The present study aimed to compare decidual protein levels and gene expression levels of chemokines between patients with early pregnancy loss and those with voluntary abortion. A total of 15 patients between 6 and 10 gestational weeks, who presented with negative fetal heartbeat to the obstetrics and gynecology outpatient clinics of Gaziosmanpasa Hospital (Yeni Yuzyil University, Istanbul, Turkey) and who had no additional systemic disease and 13 patients between 6 and 10 gestational weeks, who presented with positive fetal heartbeat for voluntary abortion were included in the present study. CX3CL1, CCL17, CXCR4, chemokine ligand 12 (CXCL12) and intercellular adhesion molecule (ICAM)5 protein expression levels were determined by ELISA and gene expression levels by reverse transcription-quantitative PCR in fresh materials recovered after therapeutic curettage.
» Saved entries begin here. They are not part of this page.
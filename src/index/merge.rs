//! Merge partial segments into the final TF-IDF index.
//!
//! The whole merged vocabulary is folded in memory; at the corpus scale
//! this system targets, the aggregate of all segments fits comfortably.
//! A larger-than-memory corpus would call for sorting each segment by
//! term and running a heap-ordered k-way merge instead, emitting the same
//! record shape.

use super::segment;
use crate::error::BuildError;
use crate::types::{DocId, IndexRecord, Posting, PostingList};
use ahash::AHashMap;
use std::fs::File;
use std::io::{BufWriter, Write};
use std::path::{Path, PathBuf};

/// File name of the final index inside an index directory.
pub const FINAL_INDEX_FILE: &str = "final_index.jsonl";

/// Per-posting weight: `(1 + log10(tf)) · log10(n / df)`.
///
/// `tf ≥ 1` and `df ≤ n` always hold here, so the weight is never
/// negative; a term present in every document weighs zero everywhere.
fn tf_idf(tf: u64, df: usize, total_docs: usize) -> f64 {
    let sublinear_tf = 1.0 + (tf as f64).log10();
    let idf = (total_docs as f64 / df as f64).log10();
    sublinear_tf * idf
}

/// Fold every partial segment into one map, weight each posting, and
/// write the final index. Returns the number of distinct terms written.
///
/// Lines are written in sorted term order, which is stable within a run
/// (as the offset directory requires) and also byte-identical across
/// reruns over the same corpus.
pub(crate) fn merge_segments(
    index_dir: &Path,
    segments: &[PathBuf],
    df: &AHashMap<String, u64>,
    total_docs: usize,
) -> Result<usize, BuildError> {
    let mut fold: AHashMap<String, AHashMap<DocId, u64>> = AHashMap::new();
    for path in segments {
        segment::read_segment(path, &mut fold)?;
    }

    let mut terms: Vec<(String, AHashMap<DocId, u64>)> = fold.into_iter().collect();
    terms.sort_by(|(a, _), (b, _)| a.cmp(b));

    let path = index_dir.join(FINAL_INDEX_FILE);
    let write_err = |source: std::io::Error| BuildError::FinalWrite {
        path: path.clone(),
        source,
    };
    let file = File::create(&path).map_err(write_err)?;
    let mut writer = BufWriter::new(file);

    let term_count = terms.len();
    for (term, postings) in terms {
        let Some(&df_count) = df.get(&term) else {
            return Err(BuildError::DocFrequencyMissing { term });
        };
        // Each document contributes one posting per term, so the merged
        // list length is this term's document frequency.
        let doc_freq = postings.len();
        debug_assert_eq!(df_count as usize, doc_freq);

        let list: PostingList = postings
            .into_iter()
            .map(|(doc_id, tf)| {
                let weight = tf_idf(tf, doc_freq, total_docs);
                (doc_id, Posting { tf, tf_idf: weight })
            })
            .collect();
        let record: IndexRecord = [(term, list)].into_iter().collect();
        serde_json::to_writer(&mut writer, &record).map_err(|e| write_err(e.into()))?;
        writer.write_all(b"\n").map_err(write_err)?;
    }
    writer.flush().map_err(write_err)?;

    tracing::info!(
        terms = term_count,
        docs = total_docs,
        path = %path.display(),
        "merged final index"
    );
    Ok(term_count)
}

#[cfg(test)]
mod tests {
    use super::*;
    use assert2::check;
    use rstest::rstest;
    use std::fs;
    use tempfile::TempDir;

    fn spill(dir: &Path, ordinal: usize, entries: &[(&str, &str, u64)]) -> PathBuf {
        let mut index: AHashMap<String, AHashMap<DocId, u64>> = AHashMap::new();
        for (term, doc, tf) in entries {
            index
                .entry((*term).to_string())
                .or_default()
                .insert((*doc).to_string(), *tf);
        }
        let path = segment::segment_path(dir, ordinal);
        segment::write_segment(&path, index).unwrap();
        path
    }

    fn df_map(entries: &[(&str, u64)]) -> AHashMap<String, u64> {
        entries
            .iter()
            .map(|(term, count)| ((*term).to_string(), *count))
            .collect()
    }

    #[rstest]
    #[case(1, 1, 2, 0.301_029_995_663_981_2)] // tf=1, df=1, n=2 → log10(2)
    #[case(10, 1, 10, 2.0)] // (1 + 1) · 1
    #[case(5, 2, 2, 0.0)] // df = n → idf = 0
    fn weight_formula(#[case] tf: u64, #[case] df: usize, #[case] n: usize, #[case] expected: f64) {
        check!((tf_idf(tf, df, n) - expected).abs() < 1e-12);
    }

    #[test]
    fn merge_accumulates_tf_across_segments_and_weights_postings() {
        let dir = TempDir::new().unwrap();
        let segments = vec![
            spill(dir.path(), 0, &[("alpha", "A", 2), ("beta", "A", 1)]),
            spill(dir.path(), 1, &[("alpha", "A", 1), ("alpha", "B", 1)]),
        ];
        let df = df_map(&[("alpha", 2), ("beta", 1)]);

        let terms = merge_segments(dir.path(), &segments, &df, 2).unwrap();
        check!(terms == 2);

        let text = fs::read_to_string(dir.path().join(FINAL_INDEX_FILE)).unwrap();
        let lines: Vec<IndexRecord> = text
            .lines()
            .map(|line| serde_json::from_str(line).unwrap())
            .collect();
        check!(lines.len() == 2);

        let alpha = lines[0].get("alpha").unwrap();
        check!(alpha.get("A").unwrap().tf == 3);
        check!(alpha.get("A").unwrap().tf_idf == 0.0); // df = n
        let beta = lines[1].get("beta").unwrap();
        check!(beta.get("A").unwrap().tf == 1);
        check!((beta.get("A").unwrap().tf_idf - 2.0f64.log10()).abs() < 1e-12);
    }

    #[test]
    fn term_without_df_entry_aborts_the_merge() {
        let dir = TempDir::new().unwrap();
        let segments = vec![spill(dir.path(), 0, &[("ghost", "A", 1)])];
        let df = df_map(&[]);

        let err = merge_segments(dir.path(), &segments, &df, 1).unwrap_err();
        check!(matches!(err, BuildError::DocFrequencyMissing { .. }));
    }

    #[test]
    fn no_segments_yield_an_empty_final_index() {
        let dir = TempDir::new().unwrap();
        let terms = merge_segments(dir.path(), &[], &df_map(&[]), 0).unwrap();
        check!(terms == 0);
        let text = fs::read_to_string(dir.path().join(FINAL_INDEX_FILE)).unwrap();
        check!(text.is_empty());
    }
}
CX3CL1, CCL17, CXCR4, CXCL12 protein levels were significantly higher and ICAM protein level was significantly lower in pregrant women with missed abortion compared with those with voluntary abortion. While the amount of increase in mean CX3CL1, CCL17, CXCR4 and CXCL12 gene expression levels in the tissues of pregnant women with missed abortion was statistically higher than the pregnant women who underwent voluntary abortion, the amount of increase in ICAM5 gene expression was found to be lower (P<0.001) in those with missed abortion. In conclusion, the findings of the present study suggested that CCL17, CX3CL1, CXCL12, CXCR4 and ICAM5 may be associated with missed abortion and may play an important role in placental invasion and the continuation of pregnancy.